R_1 = U_z1²/P_z1 = 12²/2 =24 Ohm.

R_2 = U_z2²/P_z2 = 12²/1 = 144 Ohm.

So R_tot= 168 Ohm. with I = 24/168= 0.14A.

Question 1: How come I get 2 different answers when applying the 2 different ways to calculate I? Where am I going wrong here? AND which answer is the correct one?

Question 2: In circuit 1 (and 2) I connected a 12V heating element to a 24V power supply and calculated I throug 2W/12v = 0.17A. I get the feeling that this is wrong because the source voltage is not taken into acocunt here, where am I going wrong here?

Question 3: what does it practically mean when connecting a 12V/2W element to a 24V source?

Question 4: In circuit 3 we have I = 0.14A. this means for Z1 (and Z2) that P has changed? P_z = 12V*0.14A= 1.68W, but when we started it was 2W. Where Am I going wrong here?

Answer 1

Question 1: How come I get 2 different answers when applying the 2 different ways to calculate I? Where am I going wrong here?

When using I = P_Z1/U_Z1, you assume to know the power dissipated by the resistor.
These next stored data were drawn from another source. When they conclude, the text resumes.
use core::iter::FusedIterator;

/// Outcome of [`probe`]: either the source had nothing left, or the element
/// pulled to find out together with the rest of the source.
#[derive(Debug)]
pub enum Probe<I: Iterator> {
    /// The source signalled end-of-sequence.
    Exhausted(I),
    /// The source yielded a value; the remainder follows it.
    HasNext(I::Item, I),
}

impl<I: Iterator> Probe<I> {
    /// Whether the probed source was empty.
    #[must_use]
    pub fn is_exhausted(&self) -> bool {
        matches!(self, Probe::Exhausted(_))
    }

    /// Rebuild a source that reproduces the original sequence exactly.
    #[must_use]
    pub fn into_source(self) -> PushedBack<I> {
        match self {
            Probe::Exhausted(rest) => PushedBack { front: None, rest },
            Probe::HasNext(value, rest) => PushedBack {
                front: Some(value),
                rest,
            },
        }
    }
}

/// Test whether `source` has more elements by pulling at most one.
///
/// The pulled element is never lost: [`Probe::into_source`] pushes it back in
/// front of the remaining sequence.
///
/// ```rust
/// use solidstream::probe;
///
/// let probed = probe([1, 2, 3].into_iter());
/// assert!(!probed.is_exhausted());
/// assert_eq!(probed.into_source().collect::<Vec<_>>(), [1, 2, 3]);
///
/// assert!(probe(core::iter::empty::<u8>()).is_exhausted());
/// ```
pub fn probe<I: Iterator>(mut source: I) -> Probe<I> {
    match source.next() {
        Some(value) => Probe::HasNext(value, source),
        None => Probe::Exhausted(source),
    }
}

/// A source with room for one element pushed back in front of it.
#[derive(Debug, Clone)]
pub struct PushedBack<I: Iterator> {
    front: Option<I::Item>,
    rest: I,
}

impl<I: Iterator> PushedBack<I> {
    pub(crate) fn new(rest: I) -> Self {
        Self { front: None, rest }
    }

    /// In-place form of [`probe`]. At most one element is pulled from the
    /// inner source and it is held in front until the next call to `next`.
    pub fn is_exhausted(&mut self) -> bool {
        if self.front.is_some() {
            return false;
        }
        match probe(&mut self.rest) {
            Probe::Exhausted(_) => true,
            Probe::HasNext(value, _) => {
                self.front = Some(value);
                false
            }
        }
    }
}

impl<I: Iterator> Iterator for PushedBack<I> {
    type Item = I::Item;

    #[inline]
    fn next(&mut self) -> Option<Self::Item> {
        self.front.take().or_else(|| self.rest.next())
    }

    fn size_hint(&self) -> (usize, Option<usize>) {
        let extra = usize::from(self.front.is_some());
        let (lower, upper) = self.rest.size_hint();
        (
            lower.saturating_add(extra),
            upper.and_then(|bound| bound.checked_add(extra)),
        )
    }
}

impl<I: FusedIterator> FusedIterator for PushedBack<I> {}
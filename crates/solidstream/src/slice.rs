use core::fmt;

use crate::{error::StreamError, stream::BufferedStream};

#[derive(Debug, Clone, Copy, PartialEq, Eq)]
enum State {
    NotStarted,
    Advancing { position: usize },
    Done,
}

/// A strided walk over part of a [`BufferedStream`].
///
/// Positions are absolute indices into the stream as it was when the view
/// was created. A non-consuming view re-reads those positions and leaves the
/// stream untouched apart from extending its buffer. A consuming view removes
/// everything up to and including each element it yields.
///
/// The view ends when the next position reaches `stop` or the stream runs out
/// of elements. Any other error is yielded once, after which the view is
/// done.
pub struct SliceView<'s, 'a, T> {
    stream: &'s mut BufferedStream<'a, T>,
    start: usize,
    stop: Option<usize>,
    step: usize,
    consuming: bool,
    // Elements this view has removed from the head of the stream.
    consumed: usize,
    state: State,
}

impl<'s, 'a, T: 'a> SliceView<'s, 'a, T> {
    pub(crate) fn new(
        stream: &'s mut BufferedStream<'a, T>,
        start: usize,
        stop: Option<usize>,
        step: usize,
        consuming: bool,
    ) -> Self {
        assert!(step > 0, "slice step cannot be zero");
        Self {
            stream,
            start,
            stop,
            step,
            consuming,
            consumed: 0,
            state: State::NotStarted,
        }
    }

    fn read(&mut self, index: usize) -> Result<T, StreamError>
    where
        T: Clone,
    {
        if self.consuming {
            let value = self.stream.take_at(index - self.consumed)?;
            self.consumed = index + 1;
            Ok(value)
        } else {
            self.stream.get(index).cloned()
        }
    }
}

impl<'a, T: Clone + 'a> Iterator for SliceView<'_, 'a, T> {
    type Item = Result<T, StreamError>;

    fn next(&mut self) -> Option<Self::Item> {
        let target = match self.state {
            State::NotStarted => self.start,
            State::Advancing { position } => position.checked_add(self.step)?,
            State::Done => return None,
        };
        if self.stop.is_some_and(|stop| target >= stop) {
            self.state = State::Done;
            return None;
        }

        match self.read(target) {
            Ok(value) => {
                self.state = State::Advancing { position: target };
                Some(Ok(value))
            }
            Err(StreamError::IndexOutOfRange { .. }) => {
                self.state = State::Done;
                None
            }
            Err(err) => {
                self.state = State::Done;
                Some(Err(err))
            }
        }
    }
}

impl<T> fmt::Debug for SliceView<'_, '_, T> {
    fn fmt(&self, f: &mut fmt::Formatter<'_>) -> fmt::Result {
        f.debug_struct("SliceView")
            .field("start", &self.start)
            .field("stop", &self.stop)
            .field("step", &self.step)
            .field("consuming", &self.consuming)
            .field("state", &self.state)
            .finish_non_exhaustive()
    }
}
But you don't know this yet. Like muyustan comments, 2W is the rating of the resistor, not the power dissipated at the moment.

The power dissipated is a dependent variable. The known independent variables in your circuit are the resistance and the applied voltage.

Question 2: In circuit 1 (and 2) I connected a 12V heating element to a 24V power supply and calculated I throug 2W/12v = 0.17A. I get the feeling that this is wrong because the source voltage is not taken into acocunt here, where am I going wrong here?

Although you take the source voltage into account (2W/12v = 0.17A), you cannot assume the power dissipation. See previous comment.

Question 3: what does it practically mean when connecting a 12V/2W element to a 24V source?

First: It means you use a component beyond its rated values. You should not connect a 12V rated component to a 24V power source.
Next, if the component survives being subjected to a voltage higher than the rated voltage, it doesn't mean it will behave the same as when being used within the rated operating conditions.

Question 4: In circuit 3 we have I = 0.14A. this means for Z1 (and Z2) that P has changed? P_z = 12V*0.14A= 1.68W, but when we started it was 2W. Where Am I going wrong here?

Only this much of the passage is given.